Hay

Chewing with my blunt dentures
Gnawing at the first round
Looking down my spotted features
Feeling safe with the farmer’s hound
My cycle is why I’m here
For the second coming of hay I wait
The sun shines bright but fair
Night comes when they close the gate
I like when they check on us weekly
Purpose is a wondrous thing
It makes me feel loved and lovely
They said they found in me something
Was out in the quarantine zone
Waiting for the end to come
I wonder whether I will be stripped to the bone
Or if my final resting spot will be home

Letter to me No. 3

25 Northington Avenue,
Hampstead Road,
Lincoln, England,
29 March 2017

Dear Me,
Hello there, It’s been a month since I wrote you last. It’s disappointing to think that
forgot your fora little while but then again here I am At this point in time you (I) think the soundtrack of beauty and the Beast 2017 is amazing to listen toe specially Evermore and Days in the Sun.
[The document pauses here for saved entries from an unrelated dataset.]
use std::collections::{HashMap, HashSet};
use std::path::PathBuf;

use async_trait::async_trait;
use ndarray::Array2;
use serde::{Deserialize, Serialize};
use tracing::info;

use crate::catalog::Catalog;
use crate::core::CatalogItem;
use crate::error::{EngineError, Result};

/// Trait for catalog artifact sources
///
/// The offline ingestion job writes the item table and facet matrices
/// somewhere; this seam lets the engine read them from disk in production
/// and from memory in tests.
#[async_trait]
pub trait ArtifactSource: Send + Sync {
    /// Read one named artifact in full
    async fn read(&self, name: &str) -> Result<Vec<u8>>;
}

/// Filesystem-backed artifact source (one directory per catalog)
pub struct FsSource {
    root: PathBuf,
}

impl FsSource {
    pub fn new(root: impl Into<PathBuf>) -> Self {
        Self { root: root.into() }
    }
}

#[async_trait]
impl ArtifactSource for FsSource {
    async fn read(&self, name: &str) -> Result<Vec<u8>> {
        Ok(tokio::fs::read(self.root.join(name)).await?)
    }
}

/// In-memory artifact source
pub struct MemorySource {
    files: HashMap<String, Vec<u8>>,
}

impl MemorySource {
    pub fn new() -> Self {
        Self {
            files: HashMap::new(),
        }
    }

    pub fn insert(&mut self, name: impl Into<String>, bytes: impl Into<Vec<u8>>) {
        self.files.insert(name.into(), bytes.into());
    }
}

impl Default for MemorySource {
    fn default() -> Self {
        Self::new()
    }
}

#[async_trait]
impl ArtifactSource for MemorySource {
    async fn read(&self, name: &str) -> Result<Vec<u8>> {
        self.files.get(name).cloned().ok_or_else(|| {
            EngineError::Io(std::io::Error::new(
                std::io::ErrorKind::NotFound,
                format!("artifact not found: {}", name),
            ))
        })
    }
}

/// One facet matrix and its weight in the combined feature matrix
#[derive(Debug, Clone, Serialize, Deserialize)]
pub struct FacetSpec {
    pub file: String,
    pub weight: f32,
}

/// Names of the artifacts one catalog is built from
#[derive(Debug, Clone, Serialize, Deserialize)]
pub struct ArtifactSpec {
    /// Item table file (JSON array of records)
    pub items: String,
    /// Facet matrices, combined as a fixed weighted sum
    pub facets: Vec<FacetSpec>,
}

/// On-disk facet matrix layout, positionally keyed to the item table
#[derive(Debug, Deserialize)]
struct FacetMatrixFile {
    #[allow(dead_code)]
    facet: String,
    dim: usize,
    rows: Vec<Vec<f32>>,
}

/// Load and validate one catalog from its artifacts.
///
/// Fails closed: any missing file, decode failure or shape mismatch is
/// fatal to this catalog (the caller flips it to `Failed`), never to the
/// process.
pub async fn load(source: &dyn ArtifactSource, spec: &ArtifactSpec) -> Result<Catalog> {
    let items_bytes = source.read(&spec.items).await?;
    let items: Vec<CatalogItem> = serde_json::from_slice(&items_bytes)?;

    if items.is_empty() {
        return Err(EngineError::Schema(format!(
            "item table '{}' is empty",
            spec.items
        )));
    }

    let mut seen = HashSet::new();
    for item in &items {
        if !seen.insert(item.id.as_str()) {
            return Err(EngineError::Schema(format!(
                "duplicate item id '{}' in '{}'",
                item.id, spec.items
            )));
        }
    }

    if spec.facets.is_empty() {
        return Err(EngineError::Schema(
            "at least one facet matrix is required".to_string(),
        ));
    }

    let mut combined: Option<Array2<f32>> = None;

    for facet in &spec.facets {
        let bytes = source.read(&facet.file).await?;
        let parsed: FacetMatrixFile = serde_json::from_slice(&bytes)?;

        if parsed.rows.len() != items.len() {
            return Err(EngineError::Schema(format!(
                "facet '{}' has {} rows, item table has {}",
                facet.file,
                parsed.rows.len(),
                items.len()
            )));
        }

        let matrix = combined.get_or_insert_with(|| Array2::zeros((items.len(), parsed.dim)));

        if parsed.dim != matrix.ncols() {
            return Err(EngineError::Schema(format!(
                "facet '{}' has dim {}, expected {}",
                facet.file,
                parsed.dim,
                matrix.ncols()
            )));
        }

        for (i, row) in parsed.rows.iter().enumerate() {
            if row.len() != parsed.dim {
                return Err(EngineError::Schema(format!(
                    "facet '{}' row {} has width {}, declared dim is {}",
                    facet.file,
                    i,
                    row.len(),
                    parsed.dim
                )));
            }
            for (j, value) in row.iter().enumerate() {
                matrix[[i, j]] += facet.weight * value;
            }
        }
    }

    // facets is non-empty, so combined is always set here
    let matrix = combined.expect("combined matrix");

    let catalog = Catalog::from_parts(items, matrix);
    info!(
        items = catalog.len(),
        tags = catalog.tags().len(),
        dim = catalog.dim(),
        "catalog loaded"
    );

    Ok(catalog)
}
This is a problem you may not have anymore but is one that I struggle with but currently more and more I don’t feel anything after seeing movies. the last movie that I really hated was Suicide Squad but since then I’ve felt indifferent toward Dr. Strange, Fantastic Beasts, Rogue One, Beauty and the Beast and Power Rangers. They were probably entertaining to watch bet they made me feel hollow inside. One reason for this is something I call Retcon Jesus which is when a plot hole is replaced with some thing that is unfeeling and soulless and sucks the awe out of these movies. A move apt description would be that the movies had me face-palming like when someone makes a move even after their pawns cancelled each other out. These felt like necessary bridge movies to either set up a franchise, push it forward or just moved to recreate a better movie beat. Iron fist left me dead inside, marvel disappointed me by chucking a character I love into so much crap that you can barely make out his dragon emblem burned into his chest. (It annoyed the ever loving fuck out of me)

I regret that this ended up being a talk about movies I did not like.I loved Logan, Iron Man 3 (Netflix release), Arrival and Storks which you may still like or even own-I didn’t hate most of the movies in fact, they Just felt like vehicle cases (little Public law humour) rather than entities to themselves.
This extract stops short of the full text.